BEGIN Supplied records

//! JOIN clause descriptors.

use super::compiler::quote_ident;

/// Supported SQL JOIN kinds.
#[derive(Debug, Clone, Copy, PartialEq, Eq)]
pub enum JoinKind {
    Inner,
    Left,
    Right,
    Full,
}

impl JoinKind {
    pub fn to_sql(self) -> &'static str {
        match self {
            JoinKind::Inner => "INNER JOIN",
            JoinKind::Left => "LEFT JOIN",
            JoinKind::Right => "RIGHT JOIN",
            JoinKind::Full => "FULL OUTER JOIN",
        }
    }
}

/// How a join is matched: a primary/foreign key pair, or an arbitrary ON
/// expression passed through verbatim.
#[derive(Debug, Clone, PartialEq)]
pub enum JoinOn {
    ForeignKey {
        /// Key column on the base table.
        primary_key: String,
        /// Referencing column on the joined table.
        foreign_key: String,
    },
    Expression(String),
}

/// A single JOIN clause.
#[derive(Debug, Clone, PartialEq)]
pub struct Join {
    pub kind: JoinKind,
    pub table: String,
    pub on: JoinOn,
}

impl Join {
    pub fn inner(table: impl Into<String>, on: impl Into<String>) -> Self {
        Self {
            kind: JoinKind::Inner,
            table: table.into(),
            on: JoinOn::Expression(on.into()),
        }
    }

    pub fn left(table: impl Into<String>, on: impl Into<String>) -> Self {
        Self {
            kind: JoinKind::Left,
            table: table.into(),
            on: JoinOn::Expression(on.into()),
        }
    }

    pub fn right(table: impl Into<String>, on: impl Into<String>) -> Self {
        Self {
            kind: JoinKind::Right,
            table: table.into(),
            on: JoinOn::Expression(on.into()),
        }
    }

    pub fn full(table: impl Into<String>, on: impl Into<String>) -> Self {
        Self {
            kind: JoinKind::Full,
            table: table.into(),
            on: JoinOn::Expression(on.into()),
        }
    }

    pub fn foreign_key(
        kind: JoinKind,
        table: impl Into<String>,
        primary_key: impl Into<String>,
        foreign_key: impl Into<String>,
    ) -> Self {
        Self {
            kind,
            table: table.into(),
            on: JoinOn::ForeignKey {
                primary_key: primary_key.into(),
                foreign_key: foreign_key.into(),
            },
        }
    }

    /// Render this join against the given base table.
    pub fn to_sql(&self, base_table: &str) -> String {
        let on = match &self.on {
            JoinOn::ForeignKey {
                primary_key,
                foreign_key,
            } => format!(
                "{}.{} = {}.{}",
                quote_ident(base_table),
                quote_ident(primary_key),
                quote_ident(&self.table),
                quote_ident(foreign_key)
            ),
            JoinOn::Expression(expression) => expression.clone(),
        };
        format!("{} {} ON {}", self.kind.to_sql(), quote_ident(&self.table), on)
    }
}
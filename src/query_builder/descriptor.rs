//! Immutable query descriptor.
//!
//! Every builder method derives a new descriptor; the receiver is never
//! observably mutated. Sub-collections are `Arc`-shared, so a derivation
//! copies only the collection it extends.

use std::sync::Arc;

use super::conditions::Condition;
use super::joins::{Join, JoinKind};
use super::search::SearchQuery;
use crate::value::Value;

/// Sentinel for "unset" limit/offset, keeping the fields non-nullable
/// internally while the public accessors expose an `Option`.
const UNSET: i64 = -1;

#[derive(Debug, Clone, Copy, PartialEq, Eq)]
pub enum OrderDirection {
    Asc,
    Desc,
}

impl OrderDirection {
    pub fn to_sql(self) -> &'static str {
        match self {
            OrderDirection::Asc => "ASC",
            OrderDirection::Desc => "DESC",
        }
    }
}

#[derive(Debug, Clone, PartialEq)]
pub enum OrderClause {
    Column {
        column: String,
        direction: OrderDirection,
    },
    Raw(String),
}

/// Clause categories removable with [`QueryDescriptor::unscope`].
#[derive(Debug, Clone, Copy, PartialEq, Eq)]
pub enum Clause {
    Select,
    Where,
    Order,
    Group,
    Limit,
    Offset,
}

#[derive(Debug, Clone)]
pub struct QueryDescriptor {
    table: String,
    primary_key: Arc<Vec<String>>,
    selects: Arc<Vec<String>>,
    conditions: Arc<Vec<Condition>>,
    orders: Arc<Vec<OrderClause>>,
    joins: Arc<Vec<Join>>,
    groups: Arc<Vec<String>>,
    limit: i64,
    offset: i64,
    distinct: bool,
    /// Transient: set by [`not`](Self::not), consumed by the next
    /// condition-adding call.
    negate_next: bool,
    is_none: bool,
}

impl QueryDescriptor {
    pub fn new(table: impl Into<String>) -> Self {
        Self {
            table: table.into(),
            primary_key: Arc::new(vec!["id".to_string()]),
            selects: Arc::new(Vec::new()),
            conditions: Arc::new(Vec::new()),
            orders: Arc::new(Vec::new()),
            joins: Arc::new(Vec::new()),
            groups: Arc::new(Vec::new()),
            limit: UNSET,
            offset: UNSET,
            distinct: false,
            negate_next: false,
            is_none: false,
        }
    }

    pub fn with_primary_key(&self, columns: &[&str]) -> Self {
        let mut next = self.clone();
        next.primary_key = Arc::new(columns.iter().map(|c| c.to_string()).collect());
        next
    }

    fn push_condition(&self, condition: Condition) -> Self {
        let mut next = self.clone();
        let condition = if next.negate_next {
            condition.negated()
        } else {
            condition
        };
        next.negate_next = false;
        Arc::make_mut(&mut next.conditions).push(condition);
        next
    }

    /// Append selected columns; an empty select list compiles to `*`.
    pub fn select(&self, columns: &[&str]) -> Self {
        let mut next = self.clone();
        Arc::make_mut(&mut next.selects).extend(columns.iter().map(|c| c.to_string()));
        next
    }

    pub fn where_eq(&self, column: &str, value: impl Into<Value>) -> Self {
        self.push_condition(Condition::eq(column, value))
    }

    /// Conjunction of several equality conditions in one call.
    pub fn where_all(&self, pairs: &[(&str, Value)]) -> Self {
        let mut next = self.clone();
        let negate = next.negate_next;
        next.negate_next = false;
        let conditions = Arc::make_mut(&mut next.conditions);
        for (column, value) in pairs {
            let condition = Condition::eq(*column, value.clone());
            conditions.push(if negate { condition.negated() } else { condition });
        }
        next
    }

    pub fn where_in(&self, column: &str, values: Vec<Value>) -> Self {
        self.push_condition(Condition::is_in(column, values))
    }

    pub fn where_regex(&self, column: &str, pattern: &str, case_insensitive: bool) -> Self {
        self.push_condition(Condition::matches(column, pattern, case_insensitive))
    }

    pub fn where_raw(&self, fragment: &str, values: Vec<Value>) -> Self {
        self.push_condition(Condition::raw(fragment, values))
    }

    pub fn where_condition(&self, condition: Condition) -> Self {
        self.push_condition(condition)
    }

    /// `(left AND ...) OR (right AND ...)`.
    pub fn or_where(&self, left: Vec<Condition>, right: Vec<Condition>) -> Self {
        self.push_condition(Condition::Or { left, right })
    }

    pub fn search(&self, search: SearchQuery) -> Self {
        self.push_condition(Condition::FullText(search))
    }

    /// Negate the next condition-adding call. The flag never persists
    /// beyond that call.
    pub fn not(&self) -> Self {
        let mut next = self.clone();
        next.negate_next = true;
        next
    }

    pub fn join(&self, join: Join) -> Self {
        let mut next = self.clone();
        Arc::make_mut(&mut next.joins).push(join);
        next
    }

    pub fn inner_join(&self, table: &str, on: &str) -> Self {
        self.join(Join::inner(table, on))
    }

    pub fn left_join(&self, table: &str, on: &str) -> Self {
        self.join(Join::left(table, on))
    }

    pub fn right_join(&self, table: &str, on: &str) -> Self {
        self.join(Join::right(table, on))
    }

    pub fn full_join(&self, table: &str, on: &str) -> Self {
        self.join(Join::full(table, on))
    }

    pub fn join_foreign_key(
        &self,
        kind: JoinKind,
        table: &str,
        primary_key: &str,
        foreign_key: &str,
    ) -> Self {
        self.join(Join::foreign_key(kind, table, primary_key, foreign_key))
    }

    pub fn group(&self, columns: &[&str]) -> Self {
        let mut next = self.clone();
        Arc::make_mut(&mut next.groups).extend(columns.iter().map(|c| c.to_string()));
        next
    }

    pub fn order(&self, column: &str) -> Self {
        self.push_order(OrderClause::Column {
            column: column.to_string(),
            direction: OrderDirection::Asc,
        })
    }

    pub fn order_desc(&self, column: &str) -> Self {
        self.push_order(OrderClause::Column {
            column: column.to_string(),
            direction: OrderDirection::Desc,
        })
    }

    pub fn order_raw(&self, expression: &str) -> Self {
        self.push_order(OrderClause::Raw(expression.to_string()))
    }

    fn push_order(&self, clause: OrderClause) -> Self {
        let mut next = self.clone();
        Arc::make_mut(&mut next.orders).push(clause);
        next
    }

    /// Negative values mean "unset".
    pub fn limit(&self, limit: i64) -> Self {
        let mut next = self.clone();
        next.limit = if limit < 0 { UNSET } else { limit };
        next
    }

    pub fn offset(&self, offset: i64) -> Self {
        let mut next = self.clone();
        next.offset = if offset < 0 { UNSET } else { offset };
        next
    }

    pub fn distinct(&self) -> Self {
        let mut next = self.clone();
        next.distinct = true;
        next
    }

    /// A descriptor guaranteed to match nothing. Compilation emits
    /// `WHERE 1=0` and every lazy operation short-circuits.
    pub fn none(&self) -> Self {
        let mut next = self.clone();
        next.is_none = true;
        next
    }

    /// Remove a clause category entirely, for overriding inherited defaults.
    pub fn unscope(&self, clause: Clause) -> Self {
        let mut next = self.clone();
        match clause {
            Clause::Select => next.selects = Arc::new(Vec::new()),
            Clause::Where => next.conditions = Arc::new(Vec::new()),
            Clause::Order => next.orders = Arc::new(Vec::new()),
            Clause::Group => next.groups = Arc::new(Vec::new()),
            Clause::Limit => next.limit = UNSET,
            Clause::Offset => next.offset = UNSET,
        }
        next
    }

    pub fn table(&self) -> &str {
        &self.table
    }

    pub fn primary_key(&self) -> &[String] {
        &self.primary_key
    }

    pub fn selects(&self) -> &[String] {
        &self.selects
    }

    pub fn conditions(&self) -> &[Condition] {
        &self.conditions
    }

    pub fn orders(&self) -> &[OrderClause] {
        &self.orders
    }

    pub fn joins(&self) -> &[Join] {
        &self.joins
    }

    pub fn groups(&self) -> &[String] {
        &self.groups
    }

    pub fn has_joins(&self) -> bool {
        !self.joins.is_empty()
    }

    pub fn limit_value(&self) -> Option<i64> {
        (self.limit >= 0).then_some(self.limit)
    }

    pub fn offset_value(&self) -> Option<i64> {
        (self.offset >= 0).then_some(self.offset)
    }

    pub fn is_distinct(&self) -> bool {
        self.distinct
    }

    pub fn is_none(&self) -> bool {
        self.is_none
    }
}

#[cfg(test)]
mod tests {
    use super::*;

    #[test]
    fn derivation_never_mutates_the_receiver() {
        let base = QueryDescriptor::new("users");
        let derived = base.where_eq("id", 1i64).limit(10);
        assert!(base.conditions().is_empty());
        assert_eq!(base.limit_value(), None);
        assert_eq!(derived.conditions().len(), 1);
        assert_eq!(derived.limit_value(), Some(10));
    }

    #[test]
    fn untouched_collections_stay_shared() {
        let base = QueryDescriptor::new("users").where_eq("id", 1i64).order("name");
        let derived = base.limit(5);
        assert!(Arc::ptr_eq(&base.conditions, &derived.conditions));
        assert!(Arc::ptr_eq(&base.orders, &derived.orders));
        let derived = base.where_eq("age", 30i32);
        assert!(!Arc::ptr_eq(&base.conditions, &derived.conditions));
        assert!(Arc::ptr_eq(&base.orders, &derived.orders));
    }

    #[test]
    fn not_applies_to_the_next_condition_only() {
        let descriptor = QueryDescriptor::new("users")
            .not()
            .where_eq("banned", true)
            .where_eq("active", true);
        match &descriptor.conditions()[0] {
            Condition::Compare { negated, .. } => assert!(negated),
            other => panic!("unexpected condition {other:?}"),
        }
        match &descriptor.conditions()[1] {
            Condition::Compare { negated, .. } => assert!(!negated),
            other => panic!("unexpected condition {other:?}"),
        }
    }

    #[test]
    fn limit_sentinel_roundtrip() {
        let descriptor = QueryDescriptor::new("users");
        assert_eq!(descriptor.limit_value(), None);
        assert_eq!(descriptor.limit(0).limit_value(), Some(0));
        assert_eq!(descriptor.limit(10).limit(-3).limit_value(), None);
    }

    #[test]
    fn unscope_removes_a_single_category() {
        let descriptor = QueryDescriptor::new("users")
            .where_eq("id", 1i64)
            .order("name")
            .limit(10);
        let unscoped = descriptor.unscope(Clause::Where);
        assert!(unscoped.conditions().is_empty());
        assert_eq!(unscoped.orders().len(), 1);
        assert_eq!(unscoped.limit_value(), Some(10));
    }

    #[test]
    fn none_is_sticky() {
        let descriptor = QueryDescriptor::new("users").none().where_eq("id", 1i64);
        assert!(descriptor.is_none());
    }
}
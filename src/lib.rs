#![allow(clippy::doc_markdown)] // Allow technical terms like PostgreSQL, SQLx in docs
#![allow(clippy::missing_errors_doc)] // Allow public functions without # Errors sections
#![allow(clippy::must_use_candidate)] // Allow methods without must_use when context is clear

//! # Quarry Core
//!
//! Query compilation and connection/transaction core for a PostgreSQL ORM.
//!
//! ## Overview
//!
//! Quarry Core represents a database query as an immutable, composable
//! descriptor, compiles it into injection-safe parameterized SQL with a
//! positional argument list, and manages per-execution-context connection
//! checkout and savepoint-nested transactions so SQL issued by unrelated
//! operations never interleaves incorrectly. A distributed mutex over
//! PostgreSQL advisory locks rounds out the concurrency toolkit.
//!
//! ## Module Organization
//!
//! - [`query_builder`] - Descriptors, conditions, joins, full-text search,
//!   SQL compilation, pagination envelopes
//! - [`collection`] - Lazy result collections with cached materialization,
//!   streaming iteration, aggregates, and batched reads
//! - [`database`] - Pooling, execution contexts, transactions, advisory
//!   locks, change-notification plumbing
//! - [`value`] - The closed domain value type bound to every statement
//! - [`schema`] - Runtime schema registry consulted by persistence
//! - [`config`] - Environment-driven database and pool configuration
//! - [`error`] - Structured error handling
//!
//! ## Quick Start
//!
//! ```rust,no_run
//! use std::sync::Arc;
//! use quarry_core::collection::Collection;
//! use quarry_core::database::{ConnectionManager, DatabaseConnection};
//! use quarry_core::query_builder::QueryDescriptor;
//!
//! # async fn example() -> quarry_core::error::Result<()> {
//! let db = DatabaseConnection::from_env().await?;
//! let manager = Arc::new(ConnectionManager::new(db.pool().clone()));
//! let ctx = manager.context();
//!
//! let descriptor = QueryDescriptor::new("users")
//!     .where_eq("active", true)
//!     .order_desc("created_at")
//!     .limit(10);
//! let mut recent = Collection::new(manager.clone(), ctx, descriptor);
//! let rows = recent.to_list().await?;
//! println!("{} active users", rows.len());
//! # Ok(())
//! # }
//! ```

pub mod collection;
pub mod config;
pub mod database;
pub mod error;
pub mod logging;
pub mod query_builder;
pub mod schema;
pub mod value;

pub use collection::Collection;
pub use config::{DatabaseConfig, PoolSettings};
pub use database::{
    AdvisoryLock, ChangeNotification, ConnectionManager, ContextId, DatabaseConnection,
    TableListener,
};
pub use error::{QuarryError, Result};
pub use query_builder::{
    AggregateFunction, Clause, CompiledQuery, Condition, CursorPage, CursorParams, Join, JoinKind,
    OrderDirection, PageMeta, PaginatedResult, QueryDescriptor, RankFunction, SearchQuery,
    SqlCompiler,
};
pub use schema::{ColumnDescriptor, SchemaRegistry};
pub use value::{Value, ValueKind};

END Supplied records

# What to work on
When every line of the listing has been checked for the string "adding", give only the number of lines that contain it.

# Answer section
2